Com certo atraso, e lá se vão quase 500 anos, o Brasil está descobrindo a cachaça. E agora quer que o mundo a conheça também. Poucos produtos carregaram a carga simbólica (para o bem e para o mal) de ser algo intrinsecamente brasileiro, nascido, fermentado e destilado quando o próprio País nascia, crescia e construía sua identidade.
As histórias do Brasil e da cachaça são indissociáveis. Estão tão entrelaçadas que só agora, quando o País redescobre seus produtos, sua cozinha, a cachaça vem se desvencilhando de estigmas e está entrando com tudo no radar.

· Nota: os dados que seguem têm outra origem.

//! Chat message types exchanged with the model provider

use crate::tools::ToolCall;
use crate::types::TokenUsage;
use serde::{Deserialize, Serialize};

/// Role of a message in the conversation
#[derive(Debug, Clone, Copy, PartialEq, Eq, Hash, Serialize, Deserialize)]
#[serde(rename_all = "lowercase")]
pub enum MessageRole {
    /// System message (instructions)
    System,
    /// User message (human input or next-step prompt)
    User,
    /// Assistant message (model response)
    Assistant,
    /// Tool message (tool execution result)
    Tool,
}

impl std::fmt::Display for MessageRole {
    fn fmt(&self, f: &mut std::fmt::Formatter<'_>) -> std::fmt::Result {
        match self {
            MessageRole::System => write!(f, "system"),
            MessageRole::User => write!(f, "user"),
            MessageRole::Assistant => write!(f, "assistant"),
            MessageRole::Tool => write!(f, "tool"),
        }
    }
}

/// A message in the model conversation
#[derive(Debug, Clone, Serialize, Deserialize)]
pub struct ChatMessage {
    /// Role of the message sender
    pub role: MessageRole,
    /// Content of the message
    pub content: String,
    /// Tool calls proposed by the model (assistant messages only)
    pub tool_calls: Option<Vec<ToolCall>>,
    /// Tool call this message responds to (tool messages only)
    pub tool_call_id: Option<String>,
    /// Tool name (tool messages only)
    pub name: Option<String>,
}

impl ChatMessage {
    /// Create a new system message
    pub fn system<S: Into<String>>(content: S) -> Self {
        Self {
            role: MessageRole::System,
            content: content.into(),
            tool_calls: None,
            tool_call_id: None,
            name: None,
        }
    }

    /// Create a new user message
    pub fn user<S: Into<String>>(content: S) -> Self {
        Self {
            role: MessageRole::User,
            content: content.into(),
            tool_calls: None,
            tool_call_id: None,
            name: None,
        }
    }

    /// Create a new assistant message
    pub fn assistant<S: Into<String>>(content: S) -> Self {
        Self {
            role: MessageRole::Assistant,
            content: content.into(),
            tool_calls: None,
            tool_call_id: None,
            name: None,
        }
    }

    /// Create a new assistant message carrying tool call proposals
    pub fn assistant_with_tools<S: Into<String>>(content: S, tool_calls: Vec<ToolCall>) -> Self {
        Self {
            role: MessageRole::Assistant,
            content: content.into(),
            tool_calls: if tool_calls.is_empty() {
                None
            } else {
                Some(tool_calls)
            },
            tool_call_id: None,
            name: None,
        }
    }

    /// Create a new tool response message
    pub fn tool<S: Into<String>>(content: S, tool_call_id: S, name: Option<S>) -> Self {
        Self {
            role: MessageRole::Tool,
            content: content.into(),
            tool_calls: None,
            tool_call_id: Some(tool_call_id.into()),
            name: name.map(|n| n.into()),
        }
    }

    /// Check if this message has tool calls
    pub fn has_tool_calls(&self) -> bool {
        self.tool_calls
            .as_ref()
            .is_some_and(|calls| !calls.is_empty())
    }
}

/// Response from the chat model
#[derive(Debug, Clone, Serialize, Deserialize)]
pub struct ChatResponse {
    /// Free-text content of the response
    pub content: String,
    /// Tool calls proposed by the model
    pub tool_calls: Vec<ToolCall>,
    /// Model that produced the response
    pub model: Option<String>,
    /// Finish reason reported by the provider
    pub finish_reason: Option<String>,
    /// Token usage information
    pub usage: Option<TokenUsage>,
}

impl ChatResponse {
    /// Create a new response with only free text
    pub fn new<S: Into<String>>(content: S) -> Self {
        Self {
            content: content.into(),
            tool_calls: Vec::new(),
            model: None,
            finish_reason: None,
            usage: None,
        }
    }

    /// Create a response with tool call proposals
    pub fn with_tool_calls<S: Into<String>>(content: S, tool_calls: Vec<ToolCall>) -> Self {
        Self {
            content: content.into(),
            tool_calls,
            model: None,
            finish_reason: None,
            usage: None,
        }
    }

    /// Add usage information
    pub fn with_usage(mut self, usage: TokenUsage) -> Self {
        self.usage = Some(usage);
        self
    }

    /// Check if the response proposes any tool calls
    pub fn has_tool_calls(&self) -> bool {
        !self.tool_calls.is_empty()
    }

    /// Get the first proposed tool call, if any
    ///
    /// The loop acts on at most one call per cycle; proposals after the
    /// first stay visible on the assistant message but are never executed.
    pub fn first_tool_call(&self) -> Option<&ToolCall> {
        self.tool_calls.first()
    }
}

#[cfg(test)]
mod tests {
    use super::*;
    use std::collections::HashMap;

    #[test]
    fn test_message_constructors() {
        let msg = ChatMessage::system("be helpful");
        assert_eq!(msg.role, MessageRole::System);
        assert!(!msg.has_tool_calls());

        let msg = ChatMessage::tool("ok", "call-1", Some("search"));
        assert_eq!(msg.role, MessageRole::Tool);
        assert_eq!(msg.tool_call_id.as_deref(), Some("call-1"));
        assert_eq!(msg.name.as_deref(), Some("search"));
    }

    #[test]
    fn test_first_tool_call() {
        let calls = vec![
            ToolCall::new("id-1", "alpha", HashMap::new()),
            ToolCall::new("id-2", "beta", HashMap::new()),
        ];
        let response = ChatResponse::with_tool_calls("", calls);
        assert!(response.has_tool_calls());
        assert_eq!(response.first_tool_call().unwrap().name, "alpha");
    }

    #[test]
    fn test_empty_tool_calls_normalized() {
        let msg = ChatMessage::assistant_with_tools("hi", Vec::new());
        assert!(msg.tool_calls.is_none());
    }
}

No ano passado, Salinas, uma das regiões produtoras mais importantes do País, recebeu do Instituto Nacional da Propriedade Industrial (Inpi) o selo de Indicação Geográfica, uma garantia de que métodos tradicionais de produção continuam a ser utilizados. A cidade de Paraty foi a primeira região a receber o selo, em 2007.
A partir deste ano, a cachaça também entrará no mercado americano ostentando no rótulo seu nome original: cachaça. Até o ano passado, quando o acordo entre Brasil e Estados Unidos foi assinado, a bebida recebia a escalafobética denominação de "brazilian rhum".

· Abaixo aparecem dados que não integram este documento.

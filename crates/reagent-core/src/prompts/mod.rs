//! Prompt templates with `{placeholder}` substitution

use std::collections::HashMap;

/// A prompt template rendered against a data map
///
/// Placeholders are written `{key}` and replaced by the matching entry;
/// unknown placeholders are left as-is so a missing datum is visible in
/// the rendered prompt rather than silently dropped.
#[derive(Debug, Clone)]
pub struct PromptTemplate {
    template: String,
}

impl PromptTemplate {
    /// Create a template from its source text
    pub fn new<S: Into<String>>(template: S) -> Self {
        Self {
            template: template.into(),
        }
    }

    /// Get the raw template text
    pub fn source(&self) -> &str {
        &self.template
    }

    /// Render the template against a data map
    pub fn render(&self, data: &HashMap<String, String>) -> String {
        let mut rendered = self.template.clone();
        for (key, value) in data {
            rendered = rendered.replace(&format!("{{{key}}}"), value);
        }
        rendered
    }
}

impl From<&str> for PromptTemplate {
    fn from(template: &str) -> Self {
        Self::new(template)
    }
}

#[cfg(test)]
mod tests {
    use super::*;

    fn data(pairs: &[(&str, &str)]) -> HashMap<String, String> {
        pairs
            .iter()
            .map(|(k, v)| (k.to_string(), v.to_string()))
            .collect()
    }

    #[test]
    fn test_render_substitutes_placeholders() {
        let template = PromptTemplate::new("You are {name}. Task: {task}");
        let rendered = template.render(&data(&[("name", "crawler"), ("task", "fetch docs")]));
        assert_eq!(rendered, "You are crawler. Task: fetch docs");
    }

    #[test]
    fn test_unknown_placeholder_left_visible() {
        let template = PromptTemplate::new("Hello {missing}");
        assert_eq!(template.render(&HashMap::new()), "Hello {missing}");
    }

    #[test]
    fn test_repeated_placeholder() {
        let template = PromptTemplate::new("{x} and {x}");
        assert_eq!(template.render(&data(&[("x", "y")])), "y and y");
    }
}
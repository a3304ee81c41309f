//! Chat model integration: messages and the provider boundary

pub mod client;
pub mod messages;

pub use client::{ChatModel, OpenAiCompatClient};
pub use messages::{ChatMessage, ChatResponse, MessageRole};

Com o acordo, acredita-se que os impostos cobrados pela cachaça no mercado americano terão uma redução de 40%. Segundo o Instituto Brasileiro da Cachaça (Ibrac), os produtores brasileiros têm potencial para ganhar uma grande fatia do mercado americano (atualmente, o maior importador de cachaça é a Alemanha).

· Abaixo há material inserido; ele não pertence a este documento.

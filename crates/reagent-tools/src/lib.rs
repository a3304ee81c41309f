//! Reagent Tools
//!
//! Tool implementations for the Reagent agent system.

pub mod crawler;

pub use crawler::{CrawlerError, HttpCrawlerService, WebCrawlerTool};
//! Record entities for the execution audit trail

use crate::types::Id;
use chrono::{DateTime, Utc};
use serde::{Deserialize, Serialize};

/// Outcome status of a record
#[derive(Debug, Clone, Copy, PartialEq, Eq, Serialize, Deserialize)]
#[serde(rename_all = "SCREAMING_SNAKE_CASE")]
pub enum RecordStatus {
    /// The recorded phase is still open
    Running,
    /// The cycle or execution finished normally
    Success,
    /// The cycle or execution captured an error
    Error,
}

impl std::fmt::Display for RecordStatus {
    fn fmt(&self, f: &mut std::fmt::Formatter<'_>) -> std::fmt::Result {
        match self {
            RecordStatus::Running => write!(f, "RUNNING"),
            RecordStatus::Success => write!(f, "SUCCESS"),
            RecordStatus::Error => write!(f, "ERROR"),
        }
    }
}

/// Audit entry for one think/act cycle
///
/// Opened at the start of think(), mutated through the cycle, and final
/// once the acting phase closes or an error is recorded.
#[derive(Debug, Clone, Serialize, Deserialize)]
pub struct ThinkActRecord {
    /// Unique identifier for this record
    pub id: Id,
    /// Agent execution this record belongs to
    pub parent_execution_id: Id,
    /// When the thinking phase opened
    pub started_at: DateTime<Utc>,
    /// When the cycle closed
    pub completed_at: Option<DateTime<Utc>>,
    /// Prompt transcript fed into the model
    pub thinking_input: Option<String>,
    /// Free-text output of the thinking phase
    pub thinking_output: Option<String>,
    /// Whether the model proposed a tool call this cycle
    pub action_needed: bool,
    /// Human-readable description of the action taken
    pub action_description: Option<String>,
    /// Name of the selected tool
    pub tool_name: Option<String>,
    /// Arguments of the selected tool call
    pub tool_parameters: Option<serde_json::Value>,
    /// Textual result of the action
    pub action_result: Option<String>,
    /// Cycle status
    pub status: RecordStatus,
    /// Error message, if the cycle captured one
    pub error_message: Option<String>,
}

impl ThinkActRecord {
    /// Open a new record with the thinking transcript
    pub fn start_thinking(parent_execution_id: Id, thinking_input: impl Into<String>) -> Self {
        Self {
            id: uuid::Uuid::new_v4(),
            parent_execution_id,
            started_at: Utc::now(),
            completed_at: None,
            thinking_input: Some(thinking_input.into()),
            thinking_output: None,
            action_needed: false,
            action_description: None,
            tool_name: None,
            tool_parameters: None,
            action_result: None,
            status: RecordStatus::Running,
            error_message: None,
        }
    }

    /// Close the thinking phase with the model's output
    pub fn finish_thinking(&mut self, output: impl Into<String>) {
        self.thinking_output = Some(output.into());
        self.status = RecordStatus::Success;
    }

    /// Note the tool the model selected for this cycle
    pub fn note_selected_tool(&mut self, tool_name: impl Into<String>, args: serde_json::Value) {
        self.action_needed = true;
        self.tool_name = Some(tool_name.into());
        self.tool_parameters = Some(args);
    }

    /// Close a cycle that proposed no action
    pub fn finish_without_action(&mut self) {
        self.completed_at = Some(Utc::now());
    }

    /// Open the acting phase
    pub fn start_action(
        &mut self,
        description: impl Into<String>,
        tool_name: impl Into<String>,
        args: serde_json::Value,
    ) {
        self.action_description = Some(description.into());
        self.tool_name = Some(tool_name.into());
        self.tool_parameters = Some(args);
    }

    /// Close the acting phase with the action's result
    pub fn finish_action(&mut self, result: impl Into<String>, status: RecordStatus) {
        self.action_result = Some(result.into());
        self.status = status;
        self.completed_at = Some(Utc::now());
    }

    /// Capture an error and close the record
    pub fn record_error(&mut self, message: impl Into<String>) {
        self.error_message = Some(message.into());
        self.status = RecordStatus::Error;
        self.completed_at = Some(Utc::now());
    }

    /// Check whether the record can still be mutated
    pub fn is_open(&self) -> bool {
        self.completed_at.is_none()
    }
}

/// Ordered sequence of think/act records for one agent invocation
#[derive(Debug, Clone, Serialize, Deserialize)]
pub struct AgentExecutionRecord {
    /// Unique identifier for this execution
    pub id: Id,
    /// Agent name
    pub agent_name: String,
    /// Agent description
    pub agent_description: String,
    /// When the execution started
    pub started_at: DateTime<Utc>,
    /// When the execution finished
    pub completed_at: Option<DateTime<Utc>>,
    /// Think/act cycles, in execution order
    pub think_act_records: Vec<ThinkActRecord>,
    /// Execution status
    pub status: RecordStatus,
    /// Final textual result, if any
    pub final_result: Option<String>,
}

impl AgentExecutionRecord {
    /// Create a new execution record
    pub fn new(agent_name: impl Into<String>, agent_description: impl Into<String>) -> Self {
        Self {
            id: uuid::Uuid::new_v4(),
            agent_name: agent_name.into(),
            agent_description: agent_description.into(),
            started_at: Utc::now(),
            completed_at: None,
            think_act_records: Vec::new(),
            status: RecordStatus::Running,
            final_result: None,
        }
    }

    /// Append a think/act record
    pub fn add_record(&mut self, record: ThinkActRecord) {
        self.think_act_records.push(record);
    }

    /// Get the currently open (last) record mutably
    pub fn current_record_mut(&mut self) -> Option<&mut ThinkActRecord> {
        self.think_act_records.last_mut()
    }

    /// Mark the execution finished
    pub fn complete(&mut self, status: RecordStatus, final_result: Option<String>) {
        self.status = status;
        self.final_result = final_result;
        self.completed_at = Some(Utc::now());
    }

    /// Number of cycles that captured errors
    pub fn error_count(&self) -> usize {
        self.think_act_records
            .iter()
            .filter(|r| r.status == RecordStatus::Error)
            .count()
    }
}

/// Plan-level aggregate of agent executions
#[derive(Debug, Clone, Serialize, Deserialize)]
pub struct PlanExecutionRecord {
    /// Plan identifier
    pub plan_id: String,
    /// When the plan started recording
    pub started_at: DateTime<Utc>,
    /// Agent executions within this plan, in start order
    pub agent_executions: Vec<AgentExecutionRecord>,
}

impl PlanExecutionRecord {
    /// Create a new plan record
    pub fn new(plan_id: impl Into<String>) -> Self {
        Self {
            plan_id: plan_id.into(),
            started_at: Utc::now(),
            agent_executions: Vec::new(),
        }
    }

    /// Find an agent execution by id
    pub fn execution(&self, execution_id: Id) -> Option<&AgentExecutionRecord> {
        self.agent_executions.iter().find(|e| e.id == execution_id)
    }

    /// Find an agent execution by id, mutably
    pub fn execution_mut(&mut self, execution_id: Id) -> Option<&mut AgentExecutionRecord> {
        self.agent_executions
            .iter_mut()
            .find(|e| e.id == execution_id)
    }
}
//! ReAct loop driver

use crate::agent::traits::{ReactAgent, StepContext, ThinkOutcome};
use tracing::{info, warn};

/// Terminal status of a loop run
#[derive(Debug, Clone, PartialEq, Eq)]
pub enum LoopStatus {
    /// think() signalled no further action
    Completed,
    /// think() failed; the reason is on the records
    Failed,
    /// The step cap was reached with work still pending
    MaxStepsReached,
}

/// Result of driving an agent to termination
#[derive(Debug, Clone)]
pub struct LoopOutcome {
    /// Why the loop stopped
    pub status: LoopStatus,
    /// Number of think/act cycles executed
    pub steps_taken: u32,
    /// Result text of the last executed action, if any
    pub last_result: Option<String>,
    /// Failure reason, when status is [`LoopStatus::Failed`]
    pub failure: Option<String>,
}

impl LoopOutcome {
    /// Whether the loop ended because the agent finished its work
    pub fn is_completed(&self) -> bool {
        self.status == LoopStatus::Completed
    }
}

/// Drives an agent through think/act cycles until it signals completion
/// or the step cap is reached
///
/// One driver invocation handles one plan; there is no internal
/// parallelism and no retry. Progress inspection goes through the
/// recorder, not through errors: a failed cycle ends the loop with
/// [`LoopStatus::Failed`] but never panics or propagates.
pub struct ReactLoop {
    max_steps: u32,
}

impl ReactLoop {
    /// Create a driver with the given step cap
    pub fn new(max_steps: u32) -> Self {
        Self { max_steps }
    }

    /// Run the agent to termination
    pub async fn run(&self, agent: &mut dyn ReactAgent) -> LoopOutcome {
        let mut last_result = None;

        for step_number in 1..=self.max_steps {
            let mut cx = StepContext::new(step_number);

            match agent.think(&mut cx).await {
                ThinkOutcome::Action => {
                    let result = agent.act(&mut cx).await;
                    last_result = Some(result);
                }
                ThinkOutcome::Complete => {
                    info!(agent = %agent.name(), steps = step_number, "agent completed");
                    return LoopOutcome {
                        status: LoopStatus::Completed,
                        steps_taken: step_number,
                        last_result,
                        failure: None,
                    };
                }
                ThinkOutcome::Failed(reason) => {
                    warn!(agent = %agent.name(), steps = step_number, %reason, "agent failed");
                    return LoopOutcome {
                        status: LoopStatus::Failed,
                        steps_taken: step_number,
                        last_result,
                        failure: Some(reason),
                    };
                }
            }
        }

        warn!(agent = %agent.name(), max_steps = self.max_steps, "step cap reached");
        LoopOutcome {
            status: LoopStatus::MaxStepsReached,
            steps_taken: self.max_steps,
            last_result,
            failure: None,
        }
    }
}

#[cfg(test)]
mod tests {
    use super::*;
    use crate::llm::messages::ChatMessage;
    use crate::tools::{ToolCall, ToolCallback};
    use async_trait::async_trait;
    use std::collections::HashMap;
    use std::sync::Arc;

    /// Agent that proposes an action a fixed number of times, then completes
    struct CountingAgent {
        actions_remaining: u32,
        acts: u32,
        fail_on_think: bool,
    }

    #[async_trait]
    impl ReactAgent for CountingAgent {
        fn name(&self) -> &str {
            "counting"
        }

        fn description(&self) -> &str {
            "test agent"
        }

        fn tool_call_list(&self) -> Vec<Arc<dyn ToolCallback>> {
            Vec::new()
        }

        fn next_step_message(&self) -> ChatMessage {
            ChatMessage::user("next")
        }

        async fn think(&mut self, cx: &mut StepContext) -> ThinkOutcome {
            if self.fail_on_think {
                return ThinkOutcome::Failed("stub failure".to_string());
            }
            if self.actions_remaining == 0 {
                return ThinkOutcome::Complete;
            }
            self.actions_remaining -= 1;
            cx.pending_call = Some(ToolCall::new("id", "noop", HashMap::new()));
            ThinkOutcome::Action
        }

        async fn act(&mut self, _cx: &mut StepContext) -> String {
            self.acts += 1;
            format!("act {}", self.acts)
        }
    }

    #[tokio::test]
    async fn test_completes_when_no_action() {
        let mut agent = CountingAgent {
            actions_remaining: 2,
            acts: 0,
            fail_on_think: false,
        };
        let outcome = ReactLoop::new(10).run(&mut agent).await;

        assert_eq!(outcome.status, LoopStatus::Completed);
        assert_eq!(outcome.steps_taken, 3);
        assert_eq!(agent.acts, 2);
        assert_eq!(outcome.last_result.as_deref(), Some("act 2"));
    }

    #[tokio::test]
    async fn test_step_cap() {
        let mut agent = CountingAgent {
            actions_remaining: 100,
            acts: 0,
            fail_on_think: false,
        };
        let outcome = ReactLoop::new(4).run(&mut agent).await;

        assert_eq!(outcome.status, LoopStatus::MaxStepsReached);
        assert_eq!(outcome.steps_taken, 4);
        assert_eq!(agent.acts, 4);
    }

    #[tokio::test]
    async fn test_failed_think_ends_loop() {
        let mut agent = CountingAgent {
            actions_remaining: 5,
            acts: 0,
            fail_on_think: true,
        };
        let outcome = ReactLoop::new(10).run(&mut agent).await;

        assert_eq!(outcome.status, LoopStatus::Failed);
        assert_eq!(outcome.failure.as_deref(), Some("stub failure"));
        assert_eq!(agent.acts, 0);
    }
}
//! Loyalty-reward arithmetic shared by the accrual hook and the monthly
//! distribution cycle.

use crate::constants::ONE_TOKEN;

/// Divisor for the per-transfer reward credit (1%).
pub const TRANSFER_REWARD_DIVISOR: u128 = 100;

/// Denominator for bonus percentages.
pub const PERCENT_DENOMINATOR: u128 = 100;

/// Monthly partner-spend tiers, highest first.
///
/// | Spend (tokens) | Bonus |
/// |----------------|-------|
/// | ≥ 10 000       | 10 %  |
/// | ≥ 5 000        | 7 %   |
/// | ≥ 1 000        | 5 %   |
/// | ≥ 1            | 2 %   |
///
/// Lower bounds are inclusive.
pub const BONUS_TIERS: [(u128, u32); 4] = [
    (10_000 * ONE_TOKEN, 10),
    (5_000 * ONE_TOKEN, 7),
    (1_000 * ONE_TOKEN, 5),
    (ONE_TOKEN, 2),
];

/// Reward credit earned by the sender of a transfer: `floor(amount / 100)`.
pub fn transfer_reward(amount: u128) -> u128 {
    amount / TRANSFER_REWARD_DIVISOR
}

/// Bonus percentage unlocked by `monthly_spend`; 0 below the lowest tier.
pub fn bonus_percentage(monthly_spend: u128) -> u32 {
    BONUS_TIERS
        .iter()
        .find(|(threshold, _)| monthly_spend >= *threshold)
        .map(|(_, percent)| *percent)
        .unwrap_or(0)
}

/// `floor(accrued * percent / 100)`, `None` on overflow.
pub fn bonus_amount(accrued: u128, percent: u32) -> Option<u128> {
    accrued
        .checked_mul(u128::from(percent))
        .map(|scaled| scaled / PERCENT_DENOMINATOR)
}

De olho nos Estados Unidos, uma grande marca contratou como garoto-propaganda o ator John Travolta, para sambar e tomar cachaça nas areias cariocas.
Antes de tudo, porém, é importante entender o que é cachaça. Toda cachaça é uma aguardente, mas nem toda aguardente é uma cachaça. Aguardente de cana é um destilado feito com mosto fermentado de cana-de-açúcar ou destilado simples de cana-de-açúcar com graduação alcoólica entre 38% e 54%. Cachaça é produzida unicamente no Brasil, feita com mosto fresco fermentado obtido do caldo de cana-de-açúcar e tem graduação alcoólica entre 38% e 48%. E o rum? Rum não tem nada a ver com essa história. Embora seja parente da cachaça, é feito com melaço da cana fermentado e destilado. Já pinga é só um dos mais de 700 sinônimos (muitos deles engraçadíssimos, alguns impublicáveis), pelos quais a cachaça é conhecida.
Em um cenário com estimados 40 mil produtores e 5 mil marcas registradas, pouquíssimos Estados da federação não produzem cachaça – e eles estão na Região Norte do Brasil. Cerca de 44% da produção nacional vem de São Paulo. Ceará e Pernambuco produzem 12%, enquanto Paraíba, Minas Gerais e Rio de Janeiro, 8%. O Paraná fica com 4%. Em Minas, quase 50% de toda a produção de cachaça é de alambique.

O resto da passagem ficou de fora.